Adult bushpigs stand from 66 to 100 cm at the shoulder, and mature boars can reach a weight of 150 kg, although 60 to 80 kg is more common. Sows are 45 to 70 kg. They resemble the domestic pig, and can be identified by their pointed, tufted ears and face mask.

Bushpigs vary in hair colour and skin colour over their range. Southern koiropotamus and nyasae populations are dark reddish, sometimes almost black. The coat colour darkens with age. Their heads may have a 'face mask' with a contrasting pattern of blackish to dark brown and white to dark grey markings, or may sometimes be completely whitish. The ears have tassels of long hairs. Their very sharp tusks are fairly short and inconspicuous. Unlike warthogs, bushpigs run with their long, thin tails held downward.

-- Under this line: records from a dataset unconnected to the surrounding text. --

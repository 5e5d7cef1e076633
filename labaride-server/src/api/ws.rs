//! Realtime WebSocket endpoint
//!
//! GET /ws?token=<JWT>
//! Auth: JWT via query parameter (browser WebSockets cannot set headers)
//!
//! Protocol (JSON frames `{"event": .., "data": ..}`):
//! - Client → Server: ClientCommand (join_shop_room, join_user_room, leave_room)
//! - Server → Client: ServerEvent (room_joined, room_left, new_transaction,
//!   transaction_update, status_update, notification, error)

use axum::extract::ws::{Message, WebSocket, WebSocketUpgrade};
use axum::extract::{Query, State};
use axum::response::IntoResponse;
use futures::{SinkExt, StreamExt};
use serde::Deserialize;
use shared::error::AppError;
use shared::realtime::{ClientCommand, RoomId, ServerEvent};
use tokio::time::Duration;

use crate::auth;
use crate::db;
use crate::live::{RoomHub, Session};
use crate::state::AppState;

const PING_INTERVAL: Duration = Duration::from_secs(30);

#[derive(Deserialize)]
pub struct WsAuthQuery {
    token: Option<String>,
}

/// GET /ws?token=<JWT>
pub async fn handle_ws(
    State(state): State<AppState>,
    Query(query): Query<WsAuthQuery>,
    ws: WebSocketUpgrade,
) -> Result<impl IntoResponse, AppError> {
    let token = query.token.ok_or_else(AppError::not_authenticated)?;
    let identity = auth::verify_token(&token, &state.jwt_secret)?;

    Ok(ws.on_upgrade(move |socket| ws_session(socket, state, identity.user_id)))
}

async fn ws_session(socket: WebSocket, state: AppState, user_id: i64) {
    let (mut sink, mut stream) = socket.split();
    let (mut session, mut outbound) = state.rooms.open_session(user_id, state.ws_session_buffer);

    tracing::info!(user_id, session = session.id(), "Realtime socket connected");

    let mut ping_interval = tokio::time::interval(PING_INTERVAL);
    ping_interval.tick().await; // skip immediate

    loop {
        tokio::select! {
            _ = ping_interval.tick() => {
                if sink.send(Message::Ping(vec![].into())).await.is_err() {
                    break;
                }
            }

            event = outbound.recv() => {
                let Some(event) = event else { break };
                if send_event(&mut sink, &event).await.is_err() {
                    break;
                }
            }

            msg = stream.next() => {
                match msg {
                    Some(Ok(Message::Text(text))) => {
                        match serde_json::from_str::<ClientCommand>(&text) {
                            Ok(cmd) => handle_command(&state, &mut session, cmd).await,
                            Err(e) => {
                                tracing::debug!(session = session.id(), "Unparseable command: {e}");
                                session.send_direct(ServerEvent::error("Unknown command"));
                            }
                        }
                    }
                    Some(Ok(Message::Pong(_))) => {}
                    Some(Ok(Message::Close(_))) | None => break,
                    Some(Err(_)) => break,
                    _ => {}
                }
            }
        }
    }

    tracing::info!(
        user_id,
        session = session.id(),
        rooms = session.rooms().len(),
        "Realtime socket disconnected"
    );
    state.rooms.close(session);
}

async fn send_event(
    sink: &mut futures::stream::SplitSink<WebSocket, Message>,
    event: &ServerEvent,
) -> Result<(), axum::Error> {
    let text = match serde_json::to_string(event) {
        Ok(text) => text,
        Err(e) => {
            tracing::error!(event = event.name(), "Failed to encode event: {e}");
            return Ok(());
        }
    };
    sink.send(Message::Text(text.into())).await
}

async fn handle_command(state: &AppState, session: &mut Session, cmd: ClientCommand) {
    let reply = match cmd {
        ClientCommand::JoinUserRoom { user_id } => {
            join_room(&state.rooms, session, RoomId::User(user_id), None)
        }
        ClientCommand::JoinShopRoom { shop_id } => {
            match db::shops::find_by_id(&state.pool, shop_id).await {
                Ok(shop) => join_room(
                    &state.rooms,
                    session,
                    RoomId::Shop(shop_id),
                    shop.map(|s| s.user_id),
                ),
                Err(e) => {
                    tracing::error!(shop_id, "Shop lookup failed during join: {e}");
                    ServerEvent::error("Could not verify shop ownership")
                }
            }
        }
        ClientCommand::LeaveRoom { room } => {
            state.rooms.leave(session, room);
            ServerEvent::RoomLeft { room }
        }
    };
    session.send_direct(reply);
}

/// Who may listen where: own user room only; shop room only for its owner
fn authorize_join(user_id: i64, room: RoomId, shop_owner: Option<i64>) -> Result<(), &'static str> {
    match room {
        RoomId::User(id) if id == user_id => Ok(()),
        RoomId::User(_) => Err("Cannot join another user's room"),
        RoomId::Shop(_) => match shop_owner {
            Some(owner) if owner == user_id => Ok(()),
            Some(_) => Err("Only the shop owner can join this room"),
            None => Err("Shop not found"),
        },
    }
}

/// Join if authorized; the reply is `room_joined` or an `error` with membership unchanged
fn join_room(hub: &RoomHub, session: &mut Session, room: RoomId, shop_owner: Option<i64>) -> ServerEvent {
    match authorize_join(session.user_id(), room, shop_owner) {
        Ok(()) => {
            hub.join(session, room);
            ServerEvent::RoomJoined { room }
        }
        Err(message) => {
            tracing::warn!(user_id = session.user_id(), room = %room, "Room join denied");
            ServerEvent::error(message)
        }
    }
}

Males are typically larger than females. Old males develop two warts on their snout. Piglets are born with pale yellowish longitudinal stripes on a dark brown background; these soon disappear and the coat becomes reddish brown, with a black and white dorsal crest in both sexes. This mane bristles when the animal becomes agitated.

==Distribution==
Distributed over a wide range, the bushpig occurs from Ethiopia and Somalia in the north to southeastern DR Congo and southwards through the Cape and KwaZulu-Natal Provinces, South Africa, where it is largely known from the areas around Johannesburg and all along the country's southern coast. It is also known to inhabit Botswana, Eswatini, Kenya, Malawi, Mozambique, Tanzania, Uganda, Zambia and Zimbabwe. The bushpig also occurs on Madagascar, and possibly other islands in the Comoros archipelago. It is not known how the species reached these locations, though it was likely transported there by humans, possibly after a brief period of domestication. Numerous hybrids with domesticated breeds of pig have also been reported.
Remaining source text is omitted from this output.